Let’s take a code break for a minute and discuss fonts, target audiences, and why a screen will never equal a piece of paper. When you are designing your pages, the choices that you make regarding fonts and font sizes are some of the most important. Why? First, computer screens by design are going to be harder on the eyes than paper, as paper reflects light, where computer screens emit light and are constantly being refreshed, this means that as a designer you should make every effort to ease the strain and make your site as readable as possible. Take a look at the image below:
The x-size, which is literally the size of the small x in the font family, where the point size is the distance from the top of the ascender to the bottom of the descender. This is the reason that some fonts just look bigger than others when you place them in your code using the same point size in your CSS. For a good example take a look below:
Hey I’m 12 point arial, how do I look?
Hey I’m 12 point times new roman, I know I was designed for newspapers, but how do I look on the screen?
Hey I’m 12 point veranda, how do I look on the screen?
Hey I’m 12 point tahoma, how do I look on the screen?
There you have it, not only does size matter, font style plays an equally important role, but that’s not all …

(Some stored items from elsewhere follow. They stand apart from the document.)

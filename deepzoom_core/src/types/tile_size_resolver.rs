//! Choosing a tile size and zoom depth for a source image
//!
//! Every tile size `t` of the configured range and every pow `p` spans a working size
//! `t × 2^p`. The resolver picks the pair whose working size fits the longer side of the
//! source best:
//!
//! 1. An exact fit wins immediately. Among several exact fits the largest tile size is taken.
//! 2. Otherwise the best upscaling candidate is taken when it overshoots by at most one tile.
//! 3. Otherwise the candidate with the smaller difference wins.
//!
//! Per tile size only two pows are ever worth looking at, so each candidate is computed
//! directly instead of by doubling.
//!
//! ```
//! use deepzoom_core::{TileSizeRange, TileSizeResolver};
//!
//! let resolver = TileSizeResolver::new(TileSizeRange::new(200, 300));
//! let config = resolver.resolve(1000).unwrap();
//! assert_eq!((config.tile_size, config.zoom_level_pow), (250, 2));
//! ```

use super::tile_config::choose;
use crate::{DeepZoomError, TileConfig, TileSizeRange};
use anyhow::Result;

/// The fallback tile size used when the configured range holds no candidate.
pub const DEFAULT_TILE_SIZE: u32 = 256;

/// Resolves a [`TileConfig`] for a source image.
#[derive(Debug, Clone, PartialEq, Eq)]
pub struct TileSizeResolver {
	pub range: TileSizeRange,
	pub fallback_tile_size: u32,
	/// A raw tile size override as the user typed it. Takes precedence over the range.
	pub tile_size_override: Option<String>,
}

impl TileSizeResolver {
	pub fn new(range: TileSizeRange) -> Self {
		Self {
			range,
			fallback_tile_size: DEFAULT_TILE_SIZE,
			tile_size_override: None,
		}
	}

	pub fn with_override(mut self, tile_size: Option<String>) -> Self {
		self.tile_size_override = tile_size;
		self
	}

	pub fn with_fallback(mut self, tile_size: u32) -> Self {
		self.fallback_tile_size = tile_size;
		self
	}

	/// Resolve the configuration for a source whose longer side is `full_size` pixels.
	///
	/// # Errors
	/// Returns [`DeepZoomError::InvalidParameter`] when the override is not a positive integer.
	pub fn resolve(&self, full_size: u32) -> Result<TileConfig> {
		if let Some(tile_size) = self.parsed_override()? {
			log::debug!("tile size override {tile_size} for full size {full_size}");
			return Ok(TileConfig::best_for(tile_size, full_size));
		}

		if let Some(config) = resolve_in_range(full_size, &self.range) {
			return Ok(config);
		}

		let error = DeepZoomError::NoCandidateTileSize {
			min: self.range.min,
			max: self.range.max,
			full_size,
		};
		log::warn!("{error}, falling back to tile size {}", self.fallback_tile_size);
		Ok(TileConfig::best_for(self.fallback_tile_size.max(1), full_size))
	}

	/// The override as a tile size, if one is set.
	///
	/// # Errors
	/// Returns [`DeepZoomError::InvalidParameter`] when the override is not a positive integer.
	pub fn parsed_override(&self) -> Result<Option<u32>> {
		let Some(raw) = &self.tile_size_override else {
			return Ok(None);
		};
		match raw.trim().parse::<u32>() {
			Ok(0) | Err(_) => Err(DeepZoomError::invalid_parameter(format!(
				"tile size override '{raw}' is not a positive integer"
			))
			.into()),
			Ok(tile_size) => Ok(Some(tile_size)),
		}
	}
}

/// Resolve against a tile size range alone.
///
/// Returns `None` when the range is degenerate.
pub fn resolve_in_range(full_size: u32, range: &TileSizeRange) -> Option<TileConfig> {
	let mut best_grow: Option<TileConfig> = None;
	let mut best_shrink: Option<TileConfig> = None;

	for tile_size in range.descending() {
		let (grow, shrink) = TileConfig::grow_and_shrink(tile_size, full_size);

		if grow.difference == 0 {
			return Some(grow);
		}

		// strict comparison keeps the larger tile size on ties
		if best_grow.is_none_or(|best| grow.difference < best.difference) {
			best_grow = Some(grow);
		}
		if let Some(shrink) = shrink {
			if best_shrink.is_none_or(|best| shrink.difference < best.difference) {
				best_shrink = Some(shrink);
			}
		}
	}

	choose(best_grow, best_shrink)
}

#[cfg(test)]
mod tests {
	use super::*;
	use crate::ErrorKind;
	use rstest::rstest;

	#[rstest]
	// exact fits
	#[case(200, 300, 1000, 250, 2, 0)]
	#[case(200, 300, 1200, 300, 2, 0)]
	#[case(200, 300, 300, 300, 0, 0)]
	// 1024 = 256 × 2^2 is the only exact fit
	#[case(200, 300, 1024, 256, 2, 0)]
	// single tile sizes
	#[case(256, 256, 1000, 256, 2, 24)]
	#[case(256, 256, 257, 256, 1, 255)]
	fn test_resolve(
		#[case] min: u32,
		#[case] max: u32,
		#[case] full_size: u32,
		#[case] tile_size: u32,
		#[case] pow: u32,
		#[case] difference: u64,
	) {
		let config = resolve_in_range(full_size, &TileSizeRange::new(min, max)).unwrap();
		assert_eq!(config.tile_size, tile_size);
		assert_eq!(config.zoom_level_pow, pow);
		assert_eq!(config.difference, difference);
	}

	#[test]
	fn test_exact_fit_prefers_larger_tile() {
		// 1200 = 300 × 4 = 150 × 8
		let config = resolve_in_range(1200, &TileSizeRange::new(150, 300)).unwrap();
		assert_eq!((config.tile_size, config.zoom_level_pow), (300, 2));
	}

	#[test]
	fn test_degenerate_range() {
		assert_eq!(resolve_in_range(1000, &TileSizeRange::new(300, 200)), None);
		assert_eq!(resolve_in_range(1000, &TileSizeRange::new(0, 0)), None);
	}

	/// Reference implementation that walks every tile size and pow.
	fn brute_force(full_size: u32, range: &TileSizeRange) -> TileConfig {
		let full = u64::from(full_size);
		let mut grow: Option<TileConfig> = None;
		let mut shrink: Option<TileConfig> = None;
		for tile_size in range.descending() {
			let mut pow = 0;
			loop {
				let size = u64::from(tile_size) << pow;
				let candidate = TileConfig {
					tile_size,
					zoom_level_pow: pow,
					difference: size.abs_diff(full),
				};
				if size >= full {
					if grow.is_none_or(|g| candidate.difference < g.difference) {
						grow = Some(candidate);
					}
					break;
				}
				if shrink.is_none_or(|s| candidate.difference < s.difference) {
					shrink = Some(candidate);
				}
				pow += 1;
			}
		}
		let grow = grow.unwrap();
		match shrink {
			Some(shrink) if grow.difference > u64::from(grow.tile_size) && shrink.difference < grow.difference => shrink,
			_ => grow,
		}
	}

	#[test]
	fn test_matches_brute_force() {
		let ranges = [
			TileSizeRange::new(200, 300),
			TileSizeRange::new(1, 8),
			TileSizeRange::new(250, 260),
			TileSizeRange::new(512, 512),
		];
		for range in &ranges {
			for full_size in (1..5000).step_by(37).chain([4096, 8191, 8192, 12_345]) {
				let fast = resolve_in_range(full_size, range).unwrap();
				let slow = brute_force(full_size, range);
				assert_eq!(fast.difference, slow.difference, "full size {full_size} in {range}");
				assert_eq!(
					fast.working_size() >= u64::from(full_size),
					slow.working_size() >= u64::from(full_size),
					"full size {full_size} in {range}"
				);
			}
		}
	}

	#[rstest]
	#[case(Some("512"), 512, 1)]
	#[case(Some(" 128 "), 128, 3)]
	#[case(None, 250, 2)]
	fn test_override(#[case] tile_size: Option<&str>, #[case] expected_tile: u32, #[case] expected_pow: u32) {
		let resolver = TileSizeResolver::new(TileSizeRange::default()).with_override(tile_size.map(String::from));
		let config = resolver.resolve(1000).unwrap();
		assert_eq!((config.tile_size, config.zoom_level_pow), (expected_tile, expected_pow));
	}

	#[rstest]
	#[case("abc")]
	#[case("")]
	#[case("0")]
	#[case("-5")]
	fn test_invalid_override(#[case] tile_size: &str) {
		let resolver = TileSizeResolver::new(TileSizeRange::default()).with_override(Some(tile_size.to_string()));
		let error = resolver.resolve(1000).unwrap_err();
		assert_eq!(DeepZoomError::kind_of(&error), Some(ErrorKind::InvalidParameter));
	}

	#[test]
	fn test_fallback() {
		let resolver = TileSizeResolver::new(TileSizeRange::new(300, 200));
		let config = resolver.resolve(1000).unwrap();
		assert_eq!((config.tile_size, config.zoom_level_pow), (256, 2));

		let resolver = resolver.with_fallback(500);
		let config = resolver.resolve(1000).unwrap();
		assert_eq!((config.tile_size, config.zoom_level_pow), (500, 1));
	}
}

Notice that some of the fonts are Serif, with the small lines on the ends of the characters, and some are Sans Serif, without the decoration. So what does this mean to the programmer? For the web designer, it’s easier on your audience if you go with a sans-serif font style, which is the opposite of traditional printing. The reason is the dots per inch or dpi on a screen is much less than the dpi when printing, the fonts seem to scale better.